■ **ACTION ITEM**
Output the data that follows, keeping every line identical.

■ **ENTRIES SHOWN**
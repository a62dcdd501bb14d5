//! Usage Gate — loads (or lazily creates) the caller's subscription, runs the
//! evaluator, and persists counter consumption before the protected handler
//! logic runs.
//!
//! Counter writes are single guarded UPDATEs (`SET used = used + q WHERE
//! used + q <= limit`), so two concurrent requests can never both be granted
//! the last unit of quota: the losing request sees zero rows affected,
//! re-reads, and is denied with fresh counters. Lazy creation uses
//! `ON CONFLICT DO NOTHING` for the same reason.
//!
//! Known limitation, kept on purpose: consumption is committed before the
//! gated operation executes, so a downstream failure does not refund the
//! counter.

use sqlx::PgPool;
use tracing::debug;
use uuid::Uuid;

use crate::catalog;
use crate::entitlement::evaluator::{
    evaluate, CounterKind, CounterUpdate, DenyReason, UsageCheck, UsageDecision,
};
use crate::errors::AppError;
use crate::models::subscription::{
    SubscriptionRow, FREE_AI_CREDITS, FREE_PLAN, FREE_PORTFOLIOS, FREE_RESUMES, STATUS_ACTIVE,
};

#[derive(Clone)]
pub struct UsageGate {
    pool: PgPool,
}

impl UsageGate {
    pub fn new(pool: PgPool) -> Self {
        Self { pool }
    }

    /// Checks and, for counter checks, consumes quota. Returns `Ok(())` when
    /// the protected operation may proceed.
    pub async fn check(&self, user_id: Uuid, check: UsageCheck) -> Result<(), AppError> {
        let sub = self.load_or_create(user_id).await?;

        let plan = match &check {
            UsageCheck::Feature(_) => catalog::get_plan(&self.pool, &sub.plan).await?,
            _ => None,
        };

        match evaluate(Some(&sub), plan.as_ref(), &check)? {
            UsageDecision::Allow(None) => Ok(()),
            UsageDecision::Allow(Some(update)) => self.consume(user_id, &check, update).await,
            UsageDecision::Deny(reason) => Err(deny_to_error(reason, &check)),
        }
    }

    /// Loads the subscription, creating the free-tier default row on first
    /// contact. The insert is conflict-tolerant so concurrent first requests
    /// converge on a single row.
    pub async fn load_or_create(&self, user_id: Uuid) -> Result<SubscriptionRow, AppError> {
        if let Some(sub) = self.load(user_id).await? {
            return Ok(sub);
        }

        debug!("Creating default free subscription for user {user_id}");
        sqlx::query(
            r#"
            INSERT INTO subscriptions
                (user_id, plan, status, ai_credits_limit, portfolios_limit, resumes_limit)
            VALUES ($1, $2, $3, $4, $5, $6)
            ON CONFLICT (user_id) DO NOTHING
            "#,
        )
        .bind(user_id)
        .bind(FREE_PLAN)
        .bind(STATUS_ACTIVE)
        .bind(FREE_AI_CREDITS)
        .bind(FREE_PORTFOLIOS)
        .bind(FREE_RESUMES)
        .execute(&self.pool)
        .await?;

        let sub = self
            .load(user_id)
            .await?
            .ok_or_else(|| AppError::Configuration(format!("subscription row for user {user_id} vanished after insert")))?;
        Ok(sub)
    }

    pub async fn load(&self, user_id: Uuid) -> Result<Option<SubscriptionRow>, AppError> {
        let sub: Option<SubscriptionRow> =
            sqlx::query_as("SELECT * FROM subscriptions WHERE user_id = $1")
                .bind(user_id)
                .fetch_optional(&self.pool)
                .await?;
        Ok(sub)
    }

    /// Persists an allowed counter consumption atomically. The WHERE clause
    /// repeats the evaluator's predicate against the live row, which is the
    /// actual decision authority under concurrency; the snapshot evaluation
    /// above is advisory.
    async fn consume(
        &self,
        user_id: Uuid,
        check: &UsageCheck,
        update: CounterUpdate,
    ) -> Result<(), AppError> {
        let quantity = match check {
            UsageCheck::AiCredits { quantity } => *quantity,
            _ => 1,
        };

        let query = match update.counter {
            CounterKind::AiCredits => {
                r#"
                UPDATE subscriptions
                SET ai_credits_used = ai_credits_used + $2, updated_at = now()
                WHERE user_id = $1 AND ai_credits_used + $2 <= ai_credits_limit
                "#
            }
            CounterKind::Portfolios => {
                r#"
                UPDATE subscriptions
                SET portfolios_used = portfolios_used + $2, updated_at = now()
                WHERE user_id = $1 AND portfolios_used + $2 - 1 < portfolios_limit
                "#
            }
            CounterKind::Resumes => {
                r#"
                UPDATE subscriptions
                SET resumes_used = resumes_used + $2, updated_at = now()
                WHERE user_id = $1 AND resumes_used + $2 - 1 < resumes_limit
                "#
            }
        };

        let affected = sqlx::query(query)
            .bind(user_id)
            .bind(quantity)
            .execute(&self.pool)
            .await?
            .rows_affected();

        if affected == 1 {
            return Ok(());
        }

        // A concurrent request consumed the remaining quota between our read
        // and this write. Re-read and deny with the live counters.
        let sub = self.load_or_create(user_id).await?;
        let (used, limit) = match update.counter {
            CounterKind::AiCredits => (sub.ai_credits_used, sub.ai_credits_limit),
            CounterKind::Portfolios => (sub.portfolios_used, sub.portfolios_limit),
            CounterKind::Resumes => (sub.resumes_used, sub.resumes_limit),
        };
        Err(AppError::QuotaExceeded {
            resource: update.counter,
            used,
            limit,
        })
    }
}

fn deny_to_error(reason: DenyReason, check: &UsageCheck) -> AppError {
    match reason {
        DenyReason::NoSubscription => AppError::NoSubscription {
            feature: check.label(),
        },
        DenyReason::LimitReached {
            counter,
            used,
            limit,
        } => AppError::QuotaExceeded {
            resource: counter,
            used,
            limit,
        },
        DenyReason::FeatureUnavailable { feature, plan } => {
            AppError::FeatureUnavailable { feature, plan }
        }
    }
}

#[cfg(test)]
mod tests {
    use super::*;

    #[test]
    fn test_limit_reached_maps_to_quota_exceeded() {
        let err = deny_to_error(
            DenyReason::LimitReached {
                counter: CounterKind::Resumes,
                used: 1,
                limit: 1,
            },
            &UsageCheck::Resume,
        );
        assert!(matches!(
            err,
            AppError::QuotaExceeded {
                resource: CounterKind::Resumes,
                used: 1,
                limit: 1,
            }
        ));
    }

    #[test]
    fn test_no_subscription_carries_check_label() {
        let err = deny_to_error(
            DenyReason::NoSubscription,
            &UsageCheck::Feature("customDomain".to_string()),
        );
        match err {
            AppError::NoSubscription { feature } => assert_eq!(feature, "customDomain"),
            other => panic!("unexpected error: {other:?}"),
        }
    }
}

■ **RESPONSE TO THIS TASK**
repository a62dcdd501bb14d5
//! Usage Gate — loads (or lazily creates) the caller's subscription, runs the
//! evaluator, and persists counter consumption before the protected handler
//! logic runs.
//!
//! Counter writes are single guarded UPDATEs (`SET used = used + q WHERE
//! used + q <= limit`), so two concurrent requests can never both be granted
//! the last unit of quota: the losing request sees zero rows affected,
//! re-reads, and is denied with fresh counters. Lazy creation uses
//! `ON CONFLICT DO NOTHING` for the same reason.
//!
//! Known limitation, kept on purpose: consumption is committed before the
//! gated operation executes, so a downstream failure does not refund the
//! counter.

use sqlx::PgPool;
use tracing::debug;
use uuid::Uuid;

use crate::catalog;
use crate::entitlement::evaluator::{
    evaluate, CounterKind, CounterUpdate, DenyReason, UsageCheck, UsageDecision,
};
use crate::errors::AppError;
use crate::models::subscription::{
    SubscriptionRow, FREE_AI_CREDITS, FREE_PLAN, FREE_PORTFOLIOS, FREE_RESUMES, STATUS_ACTIVE,
};

#[derive(Clone)]
pub struct UsageGate {
    pool: PgPool,
}

impl UsageGate {
    pub fn new(pool: PgPool) -> Self {
        Self { pool }
    }

    /// Checks and, for counter checks, consumes quota. Returns `Ok(())` when
    /// the protected operation may proceed.
    pub async fn check(&self, user_id: Uuid, check: UsageCheck) -> Result<(), AppError> {
        let sub = self.load_or_create(user_id).await?;

        let plan = match &check {
            UsageCheck::Feature(_) => catalog::get_plan(&self.pool, &sub.plan).await?,
            _ => None,
        };

        match evaluate(Some(&sub), plan.as_ref(), &check)? {
            UsageDecision::Allow(None) => Ok(()),
            UsageDecision::Allow(Some(update)) => self.consume(user_id, &check, update).await,
            UsageDecision::Deny(reason) => Err(deny_to_error(reason, &check)),
        }
    }

    /// Loads the subscription, creating the free-tier default row on first
    /// contact. The insert is conflict-tolerant so concurrent first requests
    /// converge on a single row.
    pub async fn load_or_create(&self, user_id: Uuid) -> Result<SubscriptionRow, AppError> {
        if let Some(sub) = self.load(user_id).await? {
            return Ok(sub);
        }

        debug!("Creating default free subscription for user {user_id}");
        sqlx::query(
            r#"
            INSERT INTO subscriptions
                (user_id, plan, status, ai_credits_limit, portfolios_limit, resumes_limit)
            VALUES ($1, $2, $3, $4, $5, $6)
            ON CONFLICT (user_id) DO NOTHING
            "#,
        )
        .bind(user_id)
        .bind(FREE_PLAN)
        .bind(STATUS_ACTIVE)
        .bind(FREE_AI_CREDITS)
        .bind(FREE_PORTFOLIOS)
        .bind(FREE_RESUMES)
        .execute(&self.pool)
        .await?;

        let sub = self
            .load(user_id)
            .await?
            .ok_or_else(|| AppError::Configuration(format!("subscription row for user {user_id} vanished after insert")))?;
        Ok(sub)
    }

    pub async fn load(&self, user_id: Uuid) -> Result<Option<SubscriptionRow>, AppError> {
        let sub: Option<SubscriptionRow> =
            sqlx::query_as("SELECT * FROM subscriptions WHERE user_id = $1")
                .bind(user_id)
                .fetch_optional(&self.pool)
                .await?;
        Ok(sub)
    }

    /// Persists an allowed counter consumption atomically. The WHERE clause
    /// repeats the evaluator's predicate against the live row, which is the
    /// actual decision authority under concurrency; the snapshot evaluation
    /// above is advisory.
    async fn consume(
        &self,
        user_id: Uuid,
        check: &UsageCheck,
        update: CounterUpdate,
    ) -> Result<(), AppError> {
        let quantity = match check {
            UsageCheck::AiCredits { quantity } => *quantity,
            _ => 1,
        };

        let query = match update.counter {
            CounterKind::AiCredits => {
                r#"
                UPDATE subscriptions
                SET ai_credits_used = ai_credits_used + $2, updated_at = now()
                WHERE user_id = $1 AND ai_credits_used + $2 <= ai_credits_limit
                "#
            }
            CounterKind::Portfolios => {
                r#"
                UPDATE subscriptions
                SET portfolios_used = portfolios_used + $2, updated_at = now()
                WHERE user_id = $1 AND portfolios_used + $2 - 1 < portfolios_limit
                "#
            }
            CounterKind::Resumes => {
                r#"
                UPDATE subscriptions
                SET resumes_used = resumes_used + $2, updated_at = now()
                WHERE user_id = $1 AND resumes_used + $2 - 1 < resumes_limit
                "#
            }
        };

        let affected = sqlx::query(query)
            .bind(user_id)
            .bind(quantity)
            .execute(&self.pool)
            .await?
            .rows_affected();

        if affected == 1 {
            return Ok(());
        }

        // A concurrent request consumed the remaining quota between our read
        // and this write. Re-read and deny with the live counters.
        let sub = self.load_or_create(user_id).await?;
        let (used, limit) = match update.counter {
            CounterKind::AiCredits => (sub.ai_credits_used, sub.ai_credits_limit),
            CounterKind::Portfolios => (sub.portfolios_used, sub.portfolios_limit),
            CounterKind::Resumes => (sub.resumes_used, sub.resumes_limit),
        };
        Err(AppError::QuotaExceeded {
            resource: update.counter,
            used,
            limit,
        })
    }
}

fn deny_to_error(reason: DenyReason, check: &UsageCheck) -> AppError {
    match reason {
        DenyReason::NoSubscription => AppError::NoSubscription {
            feature: check.label(),
        },
        DenyReason::LimitReached {
            counter,
            used,
            limit,
        } => AppError::QuotaExceeded {
            resource: counter,
            used,
            limit,
        },
        DenyReason::FeatureUnavailable { feature, plan } => {
            AppError::FeatureUnavailable { feature, plan }
        }
    }
}

#[cfg(test)]
mod tests {
    use super::*;

    #[test]
    fn test_limit_reached_maps_to_quota_exceeded() {
        let err = deny_to_error(
            DenyReason::LimitReached {
                counter: CounterKind::Resumes,
                used: 1,
                limit: 1,
            },
            &UsageCheck::Resume,
        );
        assert!(matches!(
            err,
            AppError::QuotaExceeded {
                resource: CounterKind::Resumes,
                used: 1,
                limit: 1,
            }
        ));
    }

    #[test]
    fn test_no_subscription_carries_check_label() {
        let err = deny_to_error(
            DenyReason::NoSubscription,
            &UsageCheck::Feature("customDomain".to_string()),
        );
        match err {
            AppError::NoSubscription { feature } => assert_eq!(feature, "customDomain"),
            other => panic!("unexpected error: {other:?}"),
        }
    }
}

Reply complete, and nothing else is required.